In your final project in the AI class, you are going to explore a computer vision task.
There are three options you can choose:
For the first option, you are asked to complete a video classification project related to the 2020 presidential election. It will be supervised by Stan. The second option is also a classification task which involves human pose estimation and motion tracking. It will be supervised by Yiwen. The third option is a computer vision topic decided by yourself.
The project will be graded on:
In this project, you are asked to design an AI system that can automatically analyze facial expressions. You will work with recent video clips showing 11 presidential candidates of 2020 in the United States. You are required to finish four stages of the project step by step:
We provide two sets of data. Both of them contain short video clips about presidential candidates for the 2020 US general election and three expression classes, namely "negative", "neutral", and "positive". The first set was collected in 2019 while the other one was collected in 2020. You can find the video clips and the labels in the directory "/projectnb2/cs640grp/PresidentialVideoData" on the SCC server. Note that both sets of data have an issue of class imbalance, you need to find a way to address this.
You will research deep models on facial expression analysis. You do not have to start from scratch. Instead, you will download existing models provided by the computer vision community and try them out. Use the data annotated in week 1 to help discover and choose the best performing model.
Further finetune your model to improve the performance. Search for the optimal set of hyperparameters for your model on the provided data. Report your results of stratified 5-fold cross validation.
More details on the report at the end of this document.
In this project, you are asked to design an AI system that can automatically analyze human motions. You will work with video recordings of people doing a set of exercises. Your binary classification task is to distinguish incorrect exercising from correct exercising. You are asked to work through three stages of the project step by step:
Being able to understand and modify models that are published by other research groups is an important skill for solving AI tasks. Many efforts have been devoted to developing deep models on human pose estimation and human motion analysis. You will research them and choose one of the existing models provided by the computer vision community. In particular, you want a model that takes RGB videos as input and outputs keypoints representing human joints. You will run the model to replicate the results reported by the developers, and use it to make predictions on the video dataset we provide. To evaluate the model performance, you can randomly choose one of our videos, annotate the keypoints using some online tools (more instructions later) and compare. You can try to tune the model to improve the performance. Search for the optimal set of hyperparameters for your model on the provided data.
You will use the results on the previous step to train a model to classify whether a given exercise performed by the subject in the recording is correct or not. To do that, you can either develop a separate model for classification or you can add classification layers upon the model you chose in the previous step.
More details on the report at the end of this document.
You select your own project. It needs to be computer-vision related. We suggest you complete the project following these steps:
You need to choose your project based on your available time (at least 8 hours per week) and skills. Feel free to talk to Professor Betke or TFs if you need help. A good topic should be specific and doable in one month. You will give a proposal for your project to TFs by the end of the first week. You may finish that during office hours or in a detailed, well-written email.

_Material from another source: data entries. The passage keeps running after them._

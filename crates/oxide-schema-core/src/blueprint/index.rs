//! Index and key definitions.

use std::fmt;

use serde::{Deserialize, Serialize};

/// What kind of index a definition creates.
#[derive(Debug, Clone, Copy, PartialEq, Eq, Hash, Serialize, Deserialize)]
pub enum IndexKind {
    /// Plain (non-unique) index.
    Index,
    /// Unique index.
    Unique,
    /// Primary key.
    Primary,
    /// Full-text index.
    FullText,
}

impl fmt::Display for IndexKind {
    fn fmt(&self, f: &mut fmt::Formatter<'_>) -> fmt::Result {
        f.write_str(match self {
            Self::Index => "index",
            Self::Unique => "unique index",
            Self::Primary => "primary key",
            Self::FullText => "full-text index",
        })
    }
}

/// Storage algorithm hint for an index.
#[derive(Debug, Clone, Copy, PartialEq, Eq, Hash, Serialize, Deserialize)]
pub enum IndexAlgorithm {
    /// B-tree.
    BTree,
    /// Hash.
    Hash,
    /// GiST (PostgreSQL).
    Gist,
    /// GIN (PostgreSQL).
    Gin,
}

impl IndexAlgorithm {
    /// Returns the SQL keyword for the algorithm.
    #[must_use]
    pub const fn as_sql(self) -> &'static str {
        match self {
            Self::BTree => "BTREE",
            Self::Hash => "HASH",
            Self::Gist => "GIST",
            Self::Gin => "GIN",
        }
    }
}

/// An explicitly declared index, unique constraint, primary key or
/// full-text index.
#[derive(Debug, Clone, PartialEq, Eq, Serialize, Deserialize)]
pub struct IndexDefinition {
    /// Kind of index.
    pub kind: IndexKind,
    /// Participating columns, in order.
    pub columns: Vec<String>,
    /// Explicit name. Generated from the table and columns when absent.
    pub name: Option<String>,
    /// Storage algorithm hint.
    pub algorithm: Option<IndexAlgorithm>,
}

impl IndexDefinition {
    /// Creates an unnamed definition over the given columns.
    #[must_use]
    pub fn new(kind: IndexKind, columns: Vec<String>) -> Self {
        Self {
            kind,
            columns,
            name: None,
            algorithm: None,
        }
    }
}

/// Chaining handle for an index owned by a blueprint.
#[derive(Debug)]
pub struct IndexHandle<'a> {
    indexes: &'a mut Vec<IndexDefinition>,
    position: usize,
}

impl<'a> IndexHandle<'a> {
    pub(crate) fn new(indexes: &'a mut Vec<IndexDefinition>, position: usize) -> Self {
        Self { indexes, position }
    }

    /// Returns the definition as it currently stands.
    #[must_use]
    pub fn definition(&self) -> &IndexDefinition {
        &self.indexes[self.position]
    }

    /// Gives the index an explicit name.
    pub fn name(self, name: impl Into<String>) -> Self {
        self.indexes[self.position].name = Some(name.into());
        self
    }

    /// Sets the storage algorithm hint.
    pub fn algorithm(self, algorithm: IndexAlgorithm) -> Self {
        self.indexes[self.position].algorithm = Some(algorithm);
        self
    }
}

In week 2, you should start working on your project. Find the relevant papers or research works on similar computer vision problems. Try out available tools, code libraries, and datasets.
In week 3, you should start designing and implementing experiments based on the work of week 2. Your experiments should be thorough so that you will gain deep insights into the problem.
More details on report at the end of this document.
A big portion of your grade on this project comes from your paper-style report.
You can use any template (eg. AAAI, NIPS, etc.) to write your report. If you write a report on Overleaf, you can easily import a template provided by them. You can also find these templates simply by searching with a query like “NIPS template.”
When writing, you should follow a general paper structure, which means the following must be included: (1) An abstract and introduction explaining the idea and contribution of your project, (2) an explanation of the related works, (3) a detailed description of your method, (4) a description of your experiments and experiment results of your method in words, numbers, and figures, (5) a discussion of your results and observations, (6) conclusions and ideas for future work.
Your report does not have to be long, but should be complete.
Here is a breakdown of the grading criteria.
|Index||Weight||Option 1||Option 2||Option 3|
|1||10%||Your performance should beat the baseline (accuracy >= 60% for each class in both datasets).||The performance of your model. You earn extra credits for high PCK numbers.||The project idea is interesting and challenging.|
|2||10%||Your presentation is clear.|
You should submit your code and report by the deadline indicated on our course website. The instruction will be announced in a later date.
If you are using a third-party model, do not include it in the submission, as the file can be very large. Instead, cite the model in your report.